__DATA EXTRACTS__.

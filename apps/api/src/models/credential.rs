use serde::Deserialize;
use serde_json::{Map, Value};

/// One record of the credential lookup document.
///
/// Only `email` and `password` take part in matching; everything else is
/// profile data copied into the session on a successful login.
#[derive(Debug, Clone, Deserialize)]
pub struct CredentialRecord {
    #[serde(default)]
    pub email: Option<String>,
    #[serde(default)]
    pub password: Option<String>,
    #[serde(flatten)]
    pub profile: Map<String, Value>,
}

impl CredentialRecord {
    /// Exact, case-sensitive match on both fields. Records missing either
    /// field never match.
    pub fn matches(&self, email: &str, password: &str) -> bool {
        self.email.as_deref() == Some(email) && self.password.as_deref() == Some(password)
    }
}

/// Accepted shapes of the lookup document: a bare array or `{ "users": [...] }`.
#[derive(Debug, Deserialize)]
#[serde(untagged)]
pub enum CredentialDocument {
    List(Vec<CredentialRecord>),
    Wrapped { users: Vec<CredentialRecord> },
}

impl CredentialDocument {
    pub fn into_records(self) -> Vec<CredentialRecord> {
        match self {
            CredentialDocument::List(records) => records,
            CredentialDocument::Wrapped { users } => users,
        }
    }
}
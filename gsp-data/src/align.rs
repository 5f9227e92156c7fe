use chrono::NaiveDateTime;
use gsp_core::dataset::MultiSiteDataset;
use gsp_core::diagnostic::Diagnostic;
use gsp_core::error::DatasetError;
use gsp_core::grid::Frequency;
use gsp_core::series::NormalizedSiteSeries;
use std::collections::{BTreeSet, HashSet};

/// Aligned table plus anything worth reporting about its inputs.
#[derive(Debug, Clone, PartialEq)]
pub struct Aligned {
    pub dataset: MultiSiteDataset,
    pub diagnostics: Vec<Diagnostic>,
}

/// Outer-join normalized series on their timestamps, one column per site.
///
/// Grids stepping at anything other than `frequency` are still joined but
/// reported as `FrequencyMismatch`. A site id seen a second time is skipped
/// and reported as `DuplicateSite`.
pub fn align(
    series: Vec<NormalizedSiteSeries>,
    frequency: Frequency,
) -> Result<Aligned, DatasetError> {
    let mut diagnostics = Vec::new();
    let mut seen = HashSet::new();
    let mut inputs = Vec::with_capacity(series.len());

    for s in series {
        if !seen.insert(s.site_id().to_string()) {
            diagnostics.push(Diagnostic::DuplicateSite {
                site_id: s.site_id().to_string(),
            });
            continue;
        }
        let step = s.grid().step();
        if step != frequency {
            diagnostics.push(Diagnostic::FrequencyMismatch {
                site_id: s.site_id().to_string(),
                expected: frequency,
                found: step,
            });
        }
        inputs.push(s);
    }

    let Some(first) = inputs.first() else {
        return Ok(Aligned {
            dataset: MultiSiteDataset::empty(frequency),
            diagnostics,
        });
    };

    let sites: Vec<String> = inputs.iter().map(|s| s.site_id().to_string()).collect();
    let shared_grid = *first.grid();
    let dataset = if inputs.iter().all(|s| *s.grid() == shared_grid) {
        log::debug!("align: {} sites share one grid", inputs.len());
        let columns = inputs.into_iter().map(|s| s.into_values()).collect();
        MultiSiteDataset::try_new(shared_grid.timestamps(), sites, columns, frequency)?
    } else {
        let axis: Vec<NaiveDateTime> = inputs
            .iter()
            .flat_map(|s| s.grid().iter())
            .collect::<BTreeSet<_>>()
            .into_iter()
            .collect();
        log::debug!(
            "align: joining {} sites onto {} timestamps",
            inputs.len(),
            axis.len()
        );
        let columns = inputs
            .iter()
            .map(|s| column_on_axis(s, &axis))
            .collect();
        MultiSiteDataset::try_new(axis, sites, columns, frequency)?
    };

    Ok(Aligned {
        dataset,
        diagnostics,
    })
}

fn column_on_axis(series: &NormalizedSiteSeries, axis: &[NaiveDateTime]) -> Vec<Option<f64>> {
    axis.iter().map(|ts| series.get(*ts)).collect()
}
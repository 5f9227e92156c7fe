//! SQL schema of a persisted GSP dataset file.
//!
//! One file holds one labeled array. Values are flattened row-major over the
//! dimensions in `position` order; missing values are stored as NULL.

/// Returns the full SQL schema as a single batch string.
///
/// Tables:
/// - `attributes` - free-form key/value metadata (description, frequency, ...)
/// - `dimensions` - dimension names and sizes, in axis order
/// - `coordinates` - one label per position along each dimension
/// - `site_metadata` - latitude/longitude of sites the lookup knew about
/// - `data_values` - the flattened data variable
pub fn create_schema() -> &'static str {
    r#"
    CREATE TABLE IF NOT EXISTS attributes (
        key TEXT PRIMARY KEY,
        value TEXT NOT NULL
    );

    CREATE TABLE IF NOT EXISTS dimensions (
        position INTEGER PRIMARY KEY,
        name TEXT NOT NULL UNIQUE,
        size INTEGER NOT NULL
    );

    CREATE TABLE IF NOT EXISTS coordinates (
        dimension TEXT NOT NULL,
        idx INTEGER NOT NULL,
        label TEXT NOT NULL,
        PRIMARY KEY (dimension, idx)
    );

    CREATE TABLE IF NOT EXISTS site_metadata (
        site_id TEXT PRIMARY KEY,
        latitude REAL NOT NULL,
        longitude REAL NOT NULL
    );

    CREATE TABLE IF NOT EXISTS data_values (
        variable TEXT NOT NULL,
        flat_idx INTEGER NOT NULL,
        value REAL,
        PRIMARY KEY (variable, flat_idx)
    );
    CREATE INDEX IF NOT EXISTS idx_values_variable ON data_values(variable);
    "#
}
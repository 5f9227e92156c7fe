use csv::{ByteRecord, ReaderBuilder, Trim};
use gsp_core::config::{PipelineConfig, TimeBasis, Timezone};
use gsp_core::error::{FormatError, IngestError, SiteError, SiteResult};
use gsp_core::series::{RawReading, SiteSeries};
use gsp_utils::dates::parse_timestamp;
use gsp_utils::error::TimestampError;
use std::fs::File;
use std::io::Read;
use std::path::Path;

/// Longest stretch of missing cells filled from the last good value.
pub const REPAIR_LIMIT: usize = 2;

/// What happened while reading one file.
#[derive(Debug, Clone, Copy, Default, PartialEq, Eq)]
pub struct IngestStats {
    /// Data rows read, header excluded
    pub rows: usize,
    /// Value cells that were not numbers
    pub coerced: usize,
    /// Missing cells filled by the repair pass
    pub repaired: usize,
}

/// Site id for a raw export: the file name without its extension.
pub fn site_id_from_path(path: &Path) -> String {
    path.file_stem()
        .map(|stem| stem.to_string_lossy().into_owned())
        .unwrap_or_default()
}

/// Reads two-column `timestamp,value` exports into a [`SiteSeries`].
#[derive(Debug, Clone, Copy)]
pub struct CsvIngestor {
    time_basis: TimeBasis,
    timezone: Timezone,
}

impl CsvIngestor {
    pub fn new(config: &PipelineConfig) -> Self {
        CsvIngestor {
            time_basis: config.time_basis,
            timezone: config.timezone,
        }
    }

    pub fn ingest_path(&self, path: &Path) -> SiteResult<(SiteSeries, IngestStats)> {
        let file = File::open(path).map_err(|source| IngestError::Unreadable {
            path: path.to_path_buf(),
            source,
        })?;
        self.ingest_reader(path, file)
    }

    /// Parse an export from any reader. `path` names the site and is quoted
    /// in errors; it is never opened.
    pub fn ingest_reader<R: Read>(
        &self,
        path: &Path,
        reader: R,
    ) -> SiteResult<(SiteSeries, IngestStats)> {
        let mut rdr = ReaderBuilder::new()
            .has_headers(false)
            .flexible(true)
            .trim(Trim::All)
            .from_reader(reader);
        let mut records = rdr.byte_records();

        let header = match records.next() {
            Some(result) => result.map_err(|source| csv_error(path, source))?,
            None => {
                return Err(IngestError::Empty {
                    path: path.to_path_buf(),
                }
                .into())
            }
        };
        check_width(path, &header)?;

        let mut timestamps = Vec::new();
        let mut values = Vec::new();
        let mut needs_repair = false;
        let mut stats = IngestStats::default();

        for result in records {
            let record = result.map_err(|source| csv_error(path, source))?;
            check_width(path, &record)?;

            let parsed = std::str::from_utf8(&record[0])
                .map_err(|_| TimestampError("timestamp is not valid UTF-8".to_string()))
                .and_then(parse_timestamp)
                .map_err(|source| FormatError::Timestamp {
                    path: path.to_path_buf(),
                    line: line_of(&record),
                    source,
                })?;
            timestamps.push(self.time_basis.resolve(parsed, self.timezone));

            // undecodable bytes count as a non-numeric token
            let cell = std::str::from_utf8(&record[1]).ok();
            let value = cell.and_then(parse_value);
            if value.is_none() {
                stats.coerced += 1;
                // an actual word in the column, not just a blank or NaN
                if cell.map_or(true, |c| !c.is_empty() && c.parse::<f64>().is_err()) {
                    needs_repair = true;
                }
            }
            values.push(value);
        }

        stats.rows = timestamps.len();
        if stats.rows == 0 {
            return Err(IngestError::Empty {
                path: path.to_path_buf(),
            }
            .into());
        }
        if needs_repair {
            stats.repaired = forward_fill(&mut values, REPAIR_LIMIT);
        }

        let site_id = site_id_from_path(path);
        log::debug!(
            "ingest: {} rows={} coerced={} repaired={}",
            site_id,
            stats.rows,
            stats.coerced,
            stats.repaired
        );

        let readings = timestamps
            .into_iter()
            .zip(values)
            .map(|(timestamp, value)| RawReading::new(timestamp, value))
            .collect();
        Ok((SiteSeries::new(site_id, readings), stats))
    }
}

/// A finite number, or `None` for anything else.
pub fn parse_value(cell: &str) -> Option<f64> {
    cell.trim()
        .parse::<f64>()
        .ok()
        .filter(|value| value.is_finite())
}

/// Fill each run of missing values from the last value before it, at most
/// `limit` cells per run. Returns how many cells were filled.
pub fn forward_fill(values: &mut [Option<f64>], limit: usize) -> usize {
    let mut last = None;
    let mut run = 0;
    let mut filled = 0;
    for slot in values.iter_mut() {
        let current = *slot;
        match current {
            Some(value) => {
                last = Some(value);
                run = 0;
            }
            None => {
                run += 1;
                if run <= limit {
                    if let Some(value) = last {
                        *slot = Some(value);
                        filled += 1;
                    }
                }
            }
        }
    }
    filled
}

fn line_of(record: &ByteRecord) -> u64 {
    record.position().map(|pos| pos.line()).unwrap_or(0)
}

fn check_width(path: &Path, record: &ByteRecord) -> Result<(), SiteError> {
    if record.len() != 2 {
        return Err(FormatError::ColumnCount {
            path: path.to_path_buf(),
            line: line_of(record),
            found: record.len(),
        }
        .into());
    }
    Ok(())
}

fn csv_error(path: &Path, source: csv::Error) -> SiteError {
    FormatError::Csv {
        path: path.to_path_buf(),
        source,
    }
    .into()
}
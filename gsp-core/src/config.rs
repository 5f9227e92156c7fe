//! Run-wide pipeline configuration.
//!
//! A [`PipelineConfig`] is built once at startup, validated, and passed by
//! reference to every stage. Nothing in the pipeline reads configuration from
//! anywhere else.
use crate::error::ConfigError;
use crate::grid::Frequency;
use chrono::NaiveDateTime;
use chrono_tz::Tz;
use gsp_utils::dates::{format_timestamp, parse_timestamp, parse_timezone, ParsedTimestamp};
use serde::{Deserialize, Deserializer, Serialize, Serializer};
use std::fmt;
use std::path::Path;
use std::str::FromStr;

/// Resolution policy for readings that share a timestamp.
#[derive(Debug, Clone, Copy, PartialEq, Eq, Serialize, Deserialize)]
#[serde(rename_all = "snake_case")]
pub enum DuplicatePolicy {
    KeepFirst,
    KeepLast,
}

/// Later reading wins. At clock-back the second 01:xx reading is the
/// standard-time one.
pub const DEFAULT_DUPLICATE_POLICY: DuplicatePolicy = DuplicatePolicy::KeepLast;

impl Default for DuplicatePolicy {
    fn default() -> Self {
        DEFAULT_DUPLICATE_POLICY
    }
}

/// What to do with negative readings.
#[derive(Debug, Clone, Copy, PartialEq, Eq, Default, Serialize, Deserialize)]
#[serde(rename_all = "snake_case")]
pub enum NegativeValuePolicy {
    /// Leave the series alone and list the offending timestamps.
    Report,
    /// Null every negative value.
    #[default]
    Replace,
}

/// How naive timestamps are interpreted.
#[derive(Debug, Clone, Copy, PartialEq, Eq, Default, Serialize, Deserialize)]
#[serde(rename_all = "snake_case")]
pub enum TimeBasis {
    /// Wall-clock time as written in the file.
    #[default]
    Local,
    /// Instants in UTC, localized with the configured timezone.
    Utc,
}

impl TimeBasis {
    pub fn as_str(&self) -> &'static str {
        match self {
            TimeBasis::Local => "local",
            TimeBasis::Utc => "utc",
        }
    }

    /// Name of the time dimension in persisted datasets.
    pub fn dimension_name(&self) -> &'static str {
        match self {
            TimeBasis::Local => "time_local",
            TimeBasis::Utc => "time_utc",
        }
    }

    pub fn resolve(&self, parsed: ParsedTimestamp, tz: Timezone) -> NaiveDateTime {
        match self {
            TimeBasis::Local => parsed.wall_clock(),
            TimeBasis::Utc => parsed.to_utc(tz.tz()),
        }
    }
}

impl fmt::Display for TimeBasis {
    fn fmt(&self, f: &mut fmt::Formatter<'_>) -> fmt::Result {
        f.write_str(self.as_str())
    }
}

impl FromStr for TimeBasis {
    type Err = ConfigError;

    fn from_str(s: &str) -> Result<Self, Self::Err> {
        match s.trim().to_ascii_lowercase().as_str() {
            "local" => Ok(TimeBasis::Local),
            "utc" => Ok(TimeBasis::Utc),
            other => Err(ConfigError::Parse(format!("unknown time basis '{}'", other))),
        }
    }
}

/// An IANA timezone, serialized by name.
#[derive(Debug, Clone, Copy, PartialEq, Eq, Serialize, Deserialize)]
#[serde(try_from = "String", into = "String")]
pub struct Timezone(Tz);

impl Timezone {
    pub fn new(tz: Tz) -> Self {
        Timezone(tz)
    }

    pub fn tz(&self) -> Tz {
        self.0
    }

    pub fn name(&self) -> &'static str {
        self.0.name()
    }
}

impl Default for Timezone {
    fn default() -> Self {
        Timezone(chrono_tz::Europe::London)
    }
}

impl FromStr for Timezone {
    type Err = ConfigError;

    fn from_str(s: &str) -> Result<Self, Self::Err> {
        parse_timezone(s)
            .map(Timezone)
            .map_err(|_| ConfigError::UnknownTimezone(s.to_string()))
    }
}

impl TryFrom<String> for Timezone {
    type Error = ConfigError;

    fn try_from(value: String) -> Result<Self, Self::Error> {
        value.parse()
    }
}

impl From<Timezone> for String {
    fn from(value: Timezone) -> Self {
        value.name().to_string()
    }
}

/// A grid bound as written in the configuration or on the command line.
///
/// Bounds are kept unresolved until the time basis and timezone of the run
/// are known, so they are read the same way as file timestamps.
#[derive(Debug, Clone, Copy, PartialEq, Eq)]
pub struct WindowBound(ParsedTimestamp);

impl WindowBound {
    pub fn new(parsed: ParsedTimestamp) -> Self {
        WindowBound(parsed)
    }

    pub fn parsed(&self) -> ParsedTimestamp {
        self.0
    }

    pub fn resolve(&self, basis: TimeBasis, tz: Timezone) -> NaiveDateTime {
        basis.resolve(self.0, tz)
    }
}

impl From<NaiveDateTime> for WindowBound {
    fn from(naive: NaiveDateTime) -> Self {
        WindowBound(ParsedTimestamp::Naive(naive))
    }
}

impl FromStr for WindowBound {
    type Err = ConfigError;

    fn from_str(s: &str) -> Result<Self, Self::Err> {
        parse_timestamp(s)
            .map(WindowBound)
            .map_err(|e| ConfigError::Parse(e.to_string()))
    }
}

impl fmt::Display for WindowBound {
    fn fmt(&self, f: &mut fmt::Formatter<'_>) -> fmt::Result {
        match self.0 {
            ParsedTimestamp::Naive(naive) => f.write_str(&format_timestamp(&naive)),
            ParsedTimestamp::Offset(dt) => f.write_str(&dt.to_rfc3339()),
        }
    }
}

impl Serialize for WindowBound {
    fn serialize<S: Serializer>(&self, serializer: S) -> Result<S::Ok, S::Error> {
        serializer.collect_str(self)
    }
}

// Bounds arrive either as TOML datetime literals or as strings in any
// layout the ingestor accepts.
impl<'de> Deserialize<'de> for WindowBound {
    fn deserialize<D: Deserializer<'de>>(deserializer: D) -> Result<Self, D::Error> {
        let raw = match toml::Value::deserialize(deserializer)? {
            toml::Value::String(s) => s,
            toml::Value::Datetime(dt) => dt.to_string(),
            other => {
                return Err(serde::de::Error::custom(format!(
                    "expected a timestamp, found {}",
                    other.type_str()
                )))
            }
        };
        raw.parse().map_err(serde::de::Error::custom)
    }
}

/// Optional explicit bounds of the canonical grid.
#[derive(Debug, Clone, Copy, PartialEq, Eq, Default, Serialize, Deserialize)]
#[serde(default, deny_unknown_fields)]
pub struct Window {
    pub start: Option<WindowBound>,
    pub end: Option<WindowBound>,
}

impl Window {
    pub fn new(start: Option<WindowBound>, end: Option<WindowBound>) -> Self {
        Window { start, end }
    }

    pub fn is_unbounded(&self) -> bool {
        self.start.is_none() && self.end.is_none()
    }

    /// Both bounds as timestamps in `basis`.
    pub fn resolve(
        &self,
        basis: TimeBasis,
        tz: Timezone,
    ) -> (Option<NaiveDateTime>, Option<NaiveDateTime>) {
        (
            self.start.map(|b| b.resolve(basis, tz)),
            self.end.map(|b| b.resolve(basis, tz)),
        )
    }
}

/// Everything one pipeline run needs to know.
#[derive(Debug, Clone, PartialEq, Serialize, Deserialize)]
#[serde(default, deny_unknown_fields)]
pub struct PipelineConfig {
    pub frequency: Frequency,
    pub window: Window,
    pub timezone: Timezone,
    pub time_basis: TimeBasis,
    pub negative_values: NegativeValuePolicy,
    pub duplicates: DuplicatePolicy,
    pub drop_last_row: bool,
    pub snap_to_step: bool,
    pub dst_month: u32,
    pub description: String,
    /// Worker threads for per-site processing; 0 lets rayon decide.
    pub workers: usize,
}

pub const DEFAULT_DST_MONTH: u32 = 10;
pub const DEFAULT_DESCRIPTION: &str = "Metered power generation (MW) of GSP's";

impl Default for PipelineConfig {
    fn default() -> Self {
        PipelineConfig {
            frequency: Frequency::default(),
            window: Window::default(),
            timezone: Timezone::default(),
            time_basis: TimeBasis::default(),
            negative_values: NegativeValuePolicy::default(),
            duplicates: DEFAULT_DUPLICATE_POLICY,
            drop_last_row: false,
            snap_to_step: false,
            dst_month: DEFAULT_DST_MONTH,
            description: DEFAULT_DESCRIPTION.to_string(),
            workers: 0,
        }
    }
}

impl PipelineConfig {
    /// Parse and validate a TOML document. Missing keys take their defaults.
    pub fn from_toml_str(contents: &str) -> Result<Self, ConfigError> {
        let config: PipelineConfig =
            toml::from_str(contents).map_err(|e| ConfigError::Parse(e.to_string()))?;
        config.validate()?;
        Ok(config)
    }

    pub fn from_toml_file<P: AsRef<Path>>(path: P) -> Result<Self, ConfigError> {
        let path = path.as_ref();
        let contents = std::fs::read_to_string(path)
            .map_err(|e| ConfigError::Parse(format!("{}: {}", path.display(), e)))?;
        log::debug!("config: loaded {}", path.display());
        Self::from_toml_str(&contents)
    }

    /// Window bounds resolved with this run's time basis and timezone.
    pub fn window_bounds(&self) -> (Option<NaiveDateTime>, Option<NaiveDateTime>) {
        self.window.resolve(self.time_basis, self.timezone)
    }

    pub fn validate(&self) -> Result<(), ConfigError> {
        if let (Some(start), Some(end)) = self.window_bounds() {
            if start > end {
                return Err(ConfigError::InvalidWindow { start, end });
            }
        }
        if !(1..=12).contains(&self.dst_month) {
            return Err(ConfigError::InvalidDstMonth(self.dst_month));
        }
        Ok(())
    }
}
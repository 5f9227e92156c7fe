use crate::grid::Frequency;
use chrono::NaiveDateTime;
use gsp_utils::dates::format_timestamp;
use serde::Serialize;
use std::fmt;

/// Duplicate timestamps found outside the daylight-saving month.
#[derive(Debug, Clone, PartialEq, Eq, Serialize)]
pub struct DuplicateAnomaly {
    pub site_id: String,
    pub year: i32,
    pub timestamps: Vec<NaiveDateTime>,
}

/// Non-blocking findings collected over a run.
#[derive(Debug, Clone, PartialEq, Eq, Serialize)]
#[serde(tag = "kind")]
pub enum Diagnostic {
    FrequencyMismatch {
        site_id: String,
        expected: Frequency,
        found: Frequency,
    },
    DuplicateAnomaly(DuplicateAnomaly),
    /// The site contributed no data in the window and was left out.
    AlignmentGapWarning { site_id: String },
    /// A second series reused a site id already in the table.
    DuplicateSite { site_id: String },
}

impl Diagnostic {
    pub fn site_id(&self) -> &str {
        match self {
            Diagnostic::FrequencyMismatch { site_id, .. } => site_id,
            Diagnostic::DuplicateAnomaly(anomaly) => &anomaly.site_id,
            Diagnostic::AlignmentGapWarning { site_id } => site_id,
            Diagnostic::DuplicateSite { site_id } => site_id,
        }
    }
}

impl fmt::Display for Diagnostic {
    fn fmt(&self, f: &mut fmt::Formatter<'_>) -> fmt::Result {
        match self {
            Diagnostic::FrequencyMismatch {
                site_id,
                expected,
                found,
            } => write!(
                f,
                "{}: grid step {} does not match configured {}",
                site_id, found, expected
            ),
            Diagnostic::DuplicateAnomaly(anomaly) => {
                let stamps: Vec<String> = anomaly.timestamps.iter().map(format_timestamp).collect();
                write!(
                    f,
                    "{}: duplicate timestamps outside the DST month in {}: {}",
                    anomaly.site_id,
                    anomaly.year,
                    stamps.join(", ")
                )
            }
            Diagnostic::AlignmentGapWarning { site_id } => {
                write!(f, "{}: no data in the window, site left out", site_id)
            }
            Diagnostic::DuplicateSite { site_id } => {
                write!(f, "{}: site already present, later series skipped", site_id)
            }
        }
    }
}

#[derive(Debug, Clone, Default, PartialEq, Eq, Serialize)]
pub struct Diagnostics(Vec<Diagnostic>);

impl Diagnostics {
    pub fn new() -> Self {
        Self::default()
    }

    pub fn push(&mut self, diagnostic: Diagnostic) {
        self.0.push(diagnostic);
    }

    pub fn len(&self) -> usize {
        self.0.len()
    }

    pub fn is_empty(&self) -> bool {
        self.0.is_empty()
    }

    pub fn iter(&self) -> std::slice::Iter<'_, Diagnostic> {
        self.0.iter()
    }

    pub fn for_site<'a>(&'a self, site_id: &'a str) -> impl Iterator<Item = &'a Diagnostic> + 'a {
        self.0.iter().filter(move |d| d.site_id() == site_id)
    }

    pub fn duplicate_anomalies(&self) -> impl Iterator<Item = &DuplicateAnomaly> {
        self.0.iter().filter_map(|d| match d {
            Diagnostic::DuplicateAnomaly(anomaly) => Some(anomaly),
            _ => None,
        })
    }

    /// Emit every diagnostic through the `log` facade.
    pub fn log(&self) {
        for diagnostic in &self.0 {
            match diagnostic {
                Diagnostic::AlignmentGapWarning { .. } => log::info!("{}", diagnostic),
                _ => log::warn!("{}", diagnostic),
            }
        }
    }
}

impl Extend<Diagnostic> for Diagnostics {
    fn extend<T: IntoIterator<Item = Diagnostic>>(&mut self, iter: T) {
        self.0.extend(iter);
    }
}

impl FromIterator<Diagnostic> for Diagnostics {
    fn from_iter<T: IntoIterator<Item = Diagnostic>>(iter: T) -> Self {
        Diagnostics(iter.into_iter().collect())
    }
}

impl<'a> IntoIterator for &'a Diagnostics {
    type Item = &'a Diagnostic;
    type IntoIter = std::slice::Iter<'a, Diagnostic>;

    fn into_iter(self) -> Self::IntoIter {
        self.0.iter()
    }
}

impl IntoIterator for Diagnostics {
    type Item = Diagnostic;
    type IntoIter = std::vec::IntoIter<Diagnostic>;

    fn into_iter(self) -> Self::IntoIter {
        self.0.into_iter()
    }
}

__YOUR TASK__.
Look through the data above and return each line where the string "usize" occurs.

__SOLUTION__.
pub const REPAIR_LIMIT: usize = 2;
    pub rows: usize,
    pub coerced: usize,
    pub repaired: usize,
pub fn forward_fill(values: &mut [Option<f64>], limit: usize) -> usize {
    pub workers: usize,
    pub fn len(&self) -> usize {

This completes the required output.